While all of this has great impact, higher education outreach efforts must go even further.

Many Indiana K-12 schools are making tremendous progress. But there are others where students are lagging behind.

One of the greatest risks facing this state and nation is the possibility that America will become a society divided along educational lines with a large sector of our population trapped by a lack of learning and a resulting lack of opportunity.

Purdue has outreach efforts focused on minorities as well as women.

We have recruitment and retention programs for women and minorities in disciplines that include science, technology, engineering and management.

For example, the Business Opportunity Program supports and funds minority education in our School of Management. This program was one of the first of its kind in the nation. It is also one of the best.

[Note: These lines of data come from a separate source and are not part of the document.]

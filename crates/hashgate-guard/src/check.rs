//! # State Checks and the Fatal Diagnostic
//!
//! ## Security Invariant
//!
//! A failed check never returns. Continuing after a sequencing bug would
//! operate on inconsistent digest state (finalizing without data,
//! touching a released context), so the only exit is `process::abort`.
//!
//! The diagnostic line has the form
//!
//! ```text
//! Expected states {reset, working}, but got done
//! ```
//!
//! An empty expected set renders as `{none}`. If the buffer for the joined
//! names cannot be reserved, the set renders as `{<out of memory>}` so the
//! violation itself is still reported.

use std::borrow::Cow;
use std::collections::TryReserveError;
use std::io::Write;

use hashgate_core::{state_name_raw, HasherState};

use crate::header::StateView;

const SEPARATOR: &str = ", ";
const EMPTY_SET: &str = "none";
const OOM_FALLBACK: &str = "<out of memory>";

/// Continue silently if the handle is in `expected`, abort otherwise.
#[inline]
pub fn check_state<V: StateView + ?Sized>(view: &V, expected: HasherState) {
    if view.state() != expected {
        unexpected_state(view, &[expected]);
    }
}

/// Continue silently if the handle is in any of `expected`, abort otherwise.
#[inline]
pub fn check_state_one_of<V: StateView + ?Sized>(view: &V, expected: &[HasherState]) {
    if !expected.contains(&view.state()) {
        unexpected_state(view, expected);
    }
}

/// Report a lifecycle violation and terminate the process.
#[cold]
#[inline(never)]
pub fn unexpected_state<V: StateView + ?Sized>(view: &V, expected: &[HasherState]) -> ! {
    let actual = view.state();
    tracing::debug!(
        actual = actual.name(),
        algorithm = %view.algorithm(),
        "lifecycle violation"
    );
    // Written straight to the stream, bypassing any output capture.
    let mut stderr = std::io::stderr().lock();
    let _ = write_violation(&mut stderr, actual, expected);
    let _ = stderr.flush();
    std::process::abort()
}

/// Write the violation line for `actual` against `expected` to `out`.
///
/// Only the joined name list is buffered, and that buffer is reserved
/// fallibly.
pub fn write_violation<W: Write + ?Sized>(
    out: &mut W,
    actual: HasherState,
    expected: &[HasherState],
) -> std::io::Result<()> {
    out.write_all(b"Expected states {")?;
    out.write_all(join_state_names(expected).as_bytes())?;
    out.write_all(b"}, but got ")?;
    out.write_all(state_name_raw(actual.as_raw()).as_bytes())?;
    out.write_all(b"\n")
}

/// Join state labels with `", "`.
pub fn join_state_names(expected: &[HasherState]) -> Cow<'static, str> {
    join_state_names_with(expected, |buf, additional| buf.try_reserve_exact(additional))
}

fn join_state_names_with<F>(expected: &[HasherState], reserve: F) -> Cow<'static, str>
where
    F: FnOnce(&mut String, usize) -> Result<(), TryReserveError>,
{
    match expected {
        [] => Cow::Borrowed(EMPTY_SET),
        [only] => Cow::Borrowed(only.name()),
        [first, rest @ ..] => {
            let total = expected.iter().map(|s| s.name().len()).sum::<usize>()
                + SEPARATOR.len() * rest.len();
            let mut joined = String::new();
            if reserve(&mut joined, total).is_err() {
                return Cow::Borrowed(OOM_FALLBACK);
            }
            joined.push_str(first.name());
            for state in rest {
                joined.push_str(SEPARATOR);
                joined.push_str(state.name());
            }
            debug_assert_eq!(joined.len(), total);
            Cow::Owned(joined)
        }
    }
}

Science Bound is a new partnership between Purdue and Indianapolis Public Schools.

Every year, 60 seventh-grade students are chosen to enter this five-year program, designed to attract and expose them to careers in engineering, science, math and technology. Special emphasis is placed on attracting underrepresented students.

Components of the program include field trips, demonstrations, after-school and weekend efforts, and summer camps.

Each student is assigned a mentor. Regular meetings are held to ensure student success.

After completing the program, students are offered full scholarships to Purdue, studying math, science, engineering or technology.

In all of this Purdue is promoting education as a single, seamless system.

People in Indiana and throughout the United States have traditionally thought of education as two separate efforts. One is kindergarten, or pre-kindergarten, through 12th grade. The other is higher education.

This approach must change.

Education is a single, seamless whole. It begins in a child's life well before kindergarten, it continues through college and extends into lifelong learning.

Pre-kindergarten, K-12, higher education and lifelong learning must be considered together.

This is the way we should approach funding for education. This is the way we should approach programs to promote and improve education, student achievement and academic success.

The only way we will advance to the next level in education is by working together.

These are examples of what Purdue is doing today.

We are proud of what we have accomplished. But we are not satisfied. We want to do more.

We have developed strategic plans for the next five years.

Among our goals is increasing engagement with K-12 schools. We are committing our talent, facilities and resources toward this effort.

We will offer more programs to excite students, especially in math, science, and reading. We will offer more programs for professional development of teachers. We also need more work in recruiting top people into teaching, especially in math and science. And we need to work hard at retaining Indiana's teachers in a profession where the best and brightest are sometimes lured away.

The vision of our strategic plan is preeminence. To us – this means more than working for preeminence at Purdue. It means working for preeminence in education throughout the state of Indiana.